[Start of Attachment]

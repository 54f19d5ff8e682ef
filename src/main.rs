use graph_colouring::colouring::{colour_count, number_of_conflicting_edges, Colouring, UNCOLOURED};
use graph_colouring::exact::find_optimal_colouring;
use graph_colouring::graph::{to_graphviz_coloured, Graph};
use graph_colouring::hca::{hybrid_colouring_algorithm, HcaConfig};
use graph_colouring::rng::fresh_seed;
use graph_colouring::subgraph::Subgraph;
use graph_colouring::xrlf::{init_by_xrlf_best_of, XrlfParams};

#[derive(Clone, Copy, PartialEq, Eq)]
enum Algorithm {
    Xrlf,
    Hca,
    Exact,
}

fn main() {
    let mut hca = HcaConfig::default();
    let mut xrlf = XrlfParams::default();
    let mut algorithm = Algorithm::Hca;
    let mut k: Option<u32> = None;
    let mut restarts = 1usize;
    let mut graphviz = false;
    let mut validate_only = false;
    let mut path: Option<String> = None;

    let args: Vec<String> = std::env::args().collect();
    let mut i = 1;
    while i < args.len() {
        let value = || args.get(i + 1).unwrap_or_else(|| usage_and_exit(2));
        match args[i].as_str() {
            "--test" | "--validate" => {
                validate_only = true;
                i += 1;
                continue;
            }
            "--graphviz" => {
                graphviz = true;
                i += 1;
                continue;
            }
            "--algorithm" => {
                algorithm = match value().as_str() {
                    "xrlf" => Algorithm::Xrlf,
                    "hca" => Algorithm::Hca,
                    "exact" => Algorithm::Exact,
                    _ => usage_and_exit(2),
                };
            }
            "--k" => k = Some(parse(value())),
            "--population" => hca.population_size = parse(value()),
            "--iterations" => hca.max_iterations = parse(value()),
            "--threads" | "--workers" => hca.thread_count = parse(value()),
            "--tabu-iterations" => hca.tabu.iterations = parse(value()),
            "--tabu-a" => hca.tabu.a = parse(value()),
            "--tabu-alpha" => hca.tabu.alpha = parse(value()),
            "--exact-limit" => xrlf.exact_limit = parse(value()),
            "--trials" => xrlf.trials = parse(value()),
            "--set-limit" => xrlf.set_limit = parse(value()),
            "--candidates" => xrlf.candidates = parse(value()),
            "--restarts" => restarts = parse(value()),
            "--seed" => hca.seed = Some(parse(value())),
            "--help" | "-h" => usage_and_exit(0),
            arg if !arg.starts_with('-') && path.is_none() => {
                path = Some(arg.to_string());
                i += 1;
                continue;
            }
            _ => usage_and_exit(2),
        }
        i += 2;
    }

    if validate_only {
        match graph_colouring::validate::validate_bundled_graphs() {
            Ok(()) => {
                println!("Validation OK: bundled graphs colour correctly.");
                return;
            }
            Err(e) => {
                eprintln!("Validation FAILED: {e}");
                std::process::exit(1);
            }
        }
    }

    let Some(path) = path else { usage_and_exit(2) };
    let graph = match Graph::read_metis_file(&path) {
        Ok(graph) => graph,
        Err(e) => {
            eprintln!("{path}: {e}");
            std::process::exit(1);
        }
    };
    println!("Graph {path}: {} nodes, {} edges", graph.number_of_nodes(), graph.number_of_edges());

    let colouring: Colouring = match algorithm {
        Algorithm::Xrlf => {
            let seed = hca.seed.unwrap_or_else(fresh_seed);
            init_by_xrlf_best_of(&graph, &xrlf, restarts, seed)
        }
        Algorithm::Exact => {
            let mut s = vec![UNCOLOURED; graph.number_of_nodes()];
            find_optimal_colouring(&Subgraph::new(&graph), &mut s, 0);
            s
        }
        Algorithm::Hca => {
            let k = k.unwrap_or_else(|| graph.max_degree() as u32 + 1);
            match hybrid_colouring_algorithm(&graph, k, &hca) {
                Ok(result) => result.best_solution.unwrap_or(result.colouring),
                Err(e) => {
                    eprintln!("Invalid configuration: {e}");
                    std::process::exit(2);
                }
            }
        }
    };

    println!(
        "Colours: {}  conflicting edges: {}",
        colour_count(&colouring),
        number_of_conflicting_edges(&graph, &colouring)
    );
    if graphviz {
        print!("{}", to_graphviz_coloured(&graph, &colouring, &path));
    } else {
        let line: Vec<String> = colouring.iter().map(ToString::to_string).collect();
        println!("{}", line.join(" "));
    }
}

fn parse<T: std::str::FromStr>(v: &str) -> T {
    v.parse().unwrap_or_else(|_| usage_and_exit(2))
}

fn usage_and_exit(code: i32) -> ! {
    eprintln!(
        "Usage:\n  graph-colouring <FILE> [--algorithm xrlf|hca|exact] [--k K] [--seed SEED] [options]\n  graph-colouring --validate\n\nOptions:\n  --algorithm A            xrlf, hca or exact (default: hca)\n  --k K                    Initial colour count for hca (default: max degree + 1)\n  --population N           Population size (default: 10)\n  --iterations N           Generations per lineage (default: 100)\n  --threads/--workers N    Worker threads (default: auto-detect)\n  --tabu-iterations L      Tabu rounds per local search (default: 5)\n  --tabu-a A               Random tenure bound (default: 2)\n  --tabu-alpha X           Conflict weight of the tenure (default: 0.6)\n  --exact-limit N          XRLF exact colouring threshold (default: 50)\n  --trials N               XRLF trials per colour class (default: 128)\n  --set-limit N            XRLF exhaustive search threshold (default: 30)\n  --candidates N           XRLF candidates per greedy step (default: 50)\n  --restarts N             Parallel XRLF restarts (default: 1)\n  --seed SEED              Deterministic base seed (optional)\n  --graphviz               Print the coloured graph in GraphViz format\n  --test/--validate        Validate bundled graphs (fast, deterministic)\n"
    );
    std::process::exit(code)
}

[End of Attachment]

What the task asks ▸
Pull every line with the string "Subgraph" from the data above.

Finished task ▸
use graph_colouring::subgraph::Subgraph;
            find_optimal_colouring(&Subgraph::new(&graph), &mut s, 0);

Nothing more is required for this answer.